Action item ▸ Line count for "StartOverPlan": tally the lines of the records below that contain it, and give only that number.

Recorded information ▸

····················

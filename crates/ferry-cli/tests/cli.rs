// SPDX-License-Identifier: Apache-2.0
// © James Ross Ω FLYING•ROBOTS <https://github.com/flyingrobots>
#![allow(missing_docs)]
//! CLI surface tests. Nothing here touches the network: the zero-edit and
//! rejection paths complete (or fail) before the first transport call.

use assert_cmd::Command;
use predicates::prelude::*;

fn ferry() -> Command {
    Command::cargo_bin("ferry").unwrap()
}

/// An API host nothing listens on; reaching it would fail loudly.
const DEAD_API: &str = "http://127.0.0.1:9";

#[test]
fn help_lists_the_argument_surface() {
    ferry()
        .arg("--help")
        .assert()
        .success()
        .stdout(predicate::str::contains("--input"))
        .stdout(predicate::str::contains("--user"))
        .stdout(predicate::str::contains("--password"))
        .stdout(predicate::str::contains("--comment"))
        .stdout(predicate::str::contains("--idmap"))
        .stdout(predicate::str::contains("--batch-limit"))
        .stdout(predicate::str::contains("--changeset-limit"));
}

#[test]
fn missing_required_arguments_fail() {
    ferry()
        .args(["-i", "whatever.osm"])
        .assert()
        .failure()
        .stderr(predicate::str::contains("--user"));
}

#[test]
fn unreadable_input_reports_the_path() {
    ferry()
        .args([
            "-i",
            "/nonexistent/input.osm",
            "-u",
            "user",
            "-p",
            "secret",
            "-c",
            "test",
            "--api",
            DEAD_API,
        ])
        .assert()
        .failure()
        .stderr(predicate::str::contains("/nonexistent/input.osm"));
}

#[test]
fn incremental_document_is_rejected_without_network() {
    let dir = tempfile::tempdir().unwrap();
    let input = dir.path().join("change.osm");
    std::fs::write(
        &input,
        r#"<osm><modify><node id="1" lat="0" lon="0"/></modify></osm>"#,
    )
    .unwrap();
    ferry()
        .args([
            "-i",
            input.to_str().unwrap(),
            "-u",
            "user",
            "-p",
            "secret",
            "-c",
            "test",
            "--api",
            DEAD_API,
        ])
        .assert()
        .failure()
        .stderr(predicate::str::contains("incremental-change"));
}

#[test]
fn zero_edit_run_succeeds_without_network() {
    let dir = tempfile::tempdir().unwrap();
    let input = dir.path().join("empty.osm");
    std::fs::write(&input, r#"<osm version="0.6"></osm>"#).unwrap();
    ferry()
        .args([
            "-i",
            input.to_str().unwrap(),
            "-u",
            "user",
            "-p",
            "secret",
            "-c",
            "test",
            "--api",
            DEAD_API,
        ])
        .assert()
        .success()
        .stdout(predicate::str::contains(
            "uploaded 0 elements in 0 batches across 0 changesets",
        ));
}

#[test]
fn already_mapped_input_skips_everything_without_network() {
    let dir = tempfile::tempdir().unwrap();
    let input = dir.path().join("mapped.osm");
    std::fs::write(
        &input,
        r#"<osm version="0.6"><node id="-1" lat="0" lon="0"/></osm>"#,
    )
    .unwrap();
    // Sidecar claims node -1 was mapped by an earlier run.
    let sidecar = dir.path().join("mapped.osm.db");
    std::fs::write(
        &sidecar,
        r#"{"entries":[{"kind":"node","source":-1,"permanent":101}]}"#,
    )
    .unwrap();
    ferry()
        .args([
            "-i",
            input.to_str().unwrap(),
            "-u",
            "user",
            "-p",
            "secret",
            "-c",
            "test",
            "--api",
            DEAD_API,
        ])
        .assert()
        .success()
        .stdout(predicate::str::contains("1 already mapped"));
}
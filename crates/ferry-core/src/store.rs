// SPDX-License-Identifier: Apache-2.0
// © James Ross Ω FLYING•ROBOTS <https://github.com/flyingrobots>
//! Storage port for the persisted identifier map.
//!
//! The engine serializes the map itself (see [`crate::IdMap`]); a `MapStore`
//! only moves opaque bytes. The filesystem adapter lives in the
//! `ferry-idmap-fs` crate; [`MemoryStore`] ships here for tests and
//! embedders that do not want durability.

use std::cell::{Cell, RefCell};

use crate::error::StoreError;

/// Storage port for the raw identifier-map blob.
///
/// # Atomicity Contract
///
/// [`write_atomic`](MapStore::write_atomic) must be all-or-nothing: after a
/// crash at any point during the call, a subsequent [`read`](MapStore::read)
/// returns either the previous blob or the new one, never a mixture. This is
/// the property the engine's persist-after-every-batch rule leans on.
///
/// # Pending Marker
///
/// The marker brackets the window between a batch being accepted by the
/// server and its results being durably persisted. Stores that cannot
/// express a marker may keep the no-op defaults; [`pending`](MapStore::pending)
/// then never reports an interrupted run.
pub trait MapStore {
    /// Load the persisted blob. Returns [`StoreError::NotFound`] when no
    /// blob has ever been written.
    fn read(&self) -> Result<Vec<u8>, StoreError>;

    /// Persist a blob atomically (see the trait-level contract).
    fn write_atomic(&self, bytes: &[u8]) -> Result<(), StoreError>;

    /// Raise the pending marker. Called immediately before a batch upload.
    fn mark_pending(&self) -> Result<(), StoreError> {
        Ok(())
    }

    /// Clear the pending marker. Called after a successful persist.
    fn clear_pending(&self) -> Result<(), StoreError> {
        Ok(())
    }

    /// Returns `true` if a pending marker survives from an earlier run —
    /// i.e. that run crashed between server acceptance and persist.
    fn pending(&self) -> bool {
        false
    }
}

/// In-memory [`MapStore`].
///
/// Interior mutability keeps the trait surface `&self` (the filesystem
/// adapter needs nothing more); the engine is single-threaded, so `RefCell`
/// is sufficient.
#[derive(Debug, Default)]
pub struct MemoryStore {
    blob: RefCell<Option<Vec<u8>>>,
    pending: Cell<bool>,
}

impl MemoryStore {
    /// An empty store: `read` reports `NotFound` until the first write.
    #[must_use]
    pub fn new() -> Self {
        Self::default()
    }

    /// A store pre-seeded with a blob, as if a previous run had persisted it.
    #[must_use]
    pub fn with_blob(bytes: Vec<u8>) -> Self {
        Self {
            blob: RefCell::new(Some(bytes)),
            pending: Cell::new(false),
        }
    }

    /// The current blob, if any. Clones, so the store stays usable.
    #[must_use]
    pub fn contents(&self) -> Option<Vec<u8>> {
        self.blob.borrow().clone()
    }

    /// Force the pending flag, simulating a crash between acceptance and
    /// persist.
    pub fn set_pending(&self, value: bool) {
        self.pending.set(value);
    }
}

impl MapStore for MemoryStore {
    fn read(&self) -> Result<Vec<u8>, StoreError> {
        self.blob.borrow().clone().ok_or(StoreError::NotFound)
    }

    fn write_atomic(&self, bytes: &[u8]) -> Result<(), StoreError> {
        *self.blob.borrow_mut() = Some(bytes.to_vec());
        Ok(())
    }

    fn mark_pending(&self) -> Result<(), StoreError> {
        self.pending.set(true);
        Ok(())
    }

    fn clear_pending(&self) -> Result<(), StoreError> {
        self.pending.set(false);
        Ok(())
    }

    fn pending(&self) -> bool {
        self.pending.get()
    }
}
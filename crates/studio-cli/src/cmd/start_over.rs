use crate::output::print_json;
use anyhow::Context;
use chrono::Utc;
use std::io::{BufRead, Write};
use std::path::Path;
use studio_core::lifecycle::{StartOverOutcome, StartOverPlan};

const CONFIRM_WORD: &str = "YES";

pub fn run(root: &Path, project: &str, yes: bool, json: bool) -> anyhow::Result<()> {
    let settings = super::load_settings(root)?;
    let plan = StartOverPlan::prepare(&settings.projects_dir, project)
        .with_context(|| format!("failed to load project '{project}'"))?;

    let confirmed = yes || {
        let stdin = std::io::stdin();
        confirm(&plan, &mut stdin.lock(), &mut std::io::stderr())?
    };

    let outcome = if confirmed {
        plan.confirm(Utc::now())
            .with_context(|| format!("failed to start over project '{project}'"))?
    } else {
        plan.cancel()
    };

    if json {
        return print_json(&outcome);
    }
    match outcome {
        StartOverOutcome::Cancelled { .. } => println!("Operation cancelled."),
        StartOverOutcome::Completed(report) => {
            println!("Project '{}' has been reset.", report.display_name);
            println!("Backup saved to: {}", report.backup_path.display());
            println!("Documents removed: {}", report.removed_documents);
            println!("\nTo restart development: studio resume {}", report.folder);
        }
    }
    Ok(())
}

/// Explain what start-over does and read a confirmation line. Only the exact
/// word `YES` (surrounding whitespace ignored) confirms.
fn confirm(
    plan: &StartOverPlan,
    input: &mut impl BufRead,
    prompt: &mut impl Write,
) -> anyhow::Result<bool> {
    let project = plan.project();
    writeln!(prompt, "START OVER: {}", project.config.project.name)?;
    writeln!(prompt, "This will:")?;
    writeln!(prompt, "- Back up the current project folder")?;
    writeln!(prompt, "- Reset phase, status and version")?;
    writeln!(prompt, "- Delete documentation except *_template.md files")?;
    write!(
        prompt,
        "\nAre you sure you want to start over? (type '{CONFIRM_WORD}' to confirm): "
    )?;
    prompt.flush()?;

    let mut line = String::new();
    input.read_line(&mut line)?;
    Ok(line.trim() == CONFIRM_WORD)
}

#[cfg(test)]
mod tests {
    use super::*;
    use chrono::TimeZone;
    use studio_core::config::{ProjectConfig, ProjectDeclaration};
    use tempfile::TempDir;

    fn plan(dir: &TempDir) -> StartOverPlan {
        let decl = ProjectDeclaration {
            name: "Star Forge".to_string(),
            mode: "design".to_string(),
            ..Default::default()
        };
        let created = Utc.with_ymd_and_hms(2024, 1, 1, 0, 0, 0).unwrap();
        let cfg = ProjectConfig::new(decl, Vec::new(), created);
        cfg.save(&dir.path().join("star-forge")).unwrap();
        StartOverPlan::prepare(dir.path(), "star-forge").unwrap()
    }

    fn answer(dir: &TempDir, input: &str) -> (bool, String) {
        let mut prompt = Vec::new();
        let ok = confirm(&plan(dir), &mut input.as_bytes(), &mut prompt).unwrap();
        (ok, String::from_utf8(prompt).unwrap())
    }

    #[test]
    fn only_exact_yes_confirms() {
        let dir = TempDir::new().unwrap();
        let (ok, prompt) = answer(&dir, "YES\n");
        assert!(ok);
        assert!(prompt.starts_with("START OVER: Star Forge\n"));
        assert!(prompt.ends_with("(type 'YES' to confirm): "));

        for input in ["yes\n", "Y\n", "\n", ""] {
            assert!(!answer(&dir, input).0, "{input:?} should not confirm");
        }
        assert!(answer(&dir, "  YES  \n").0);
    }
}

····················

Answer to the exercise ▸ 5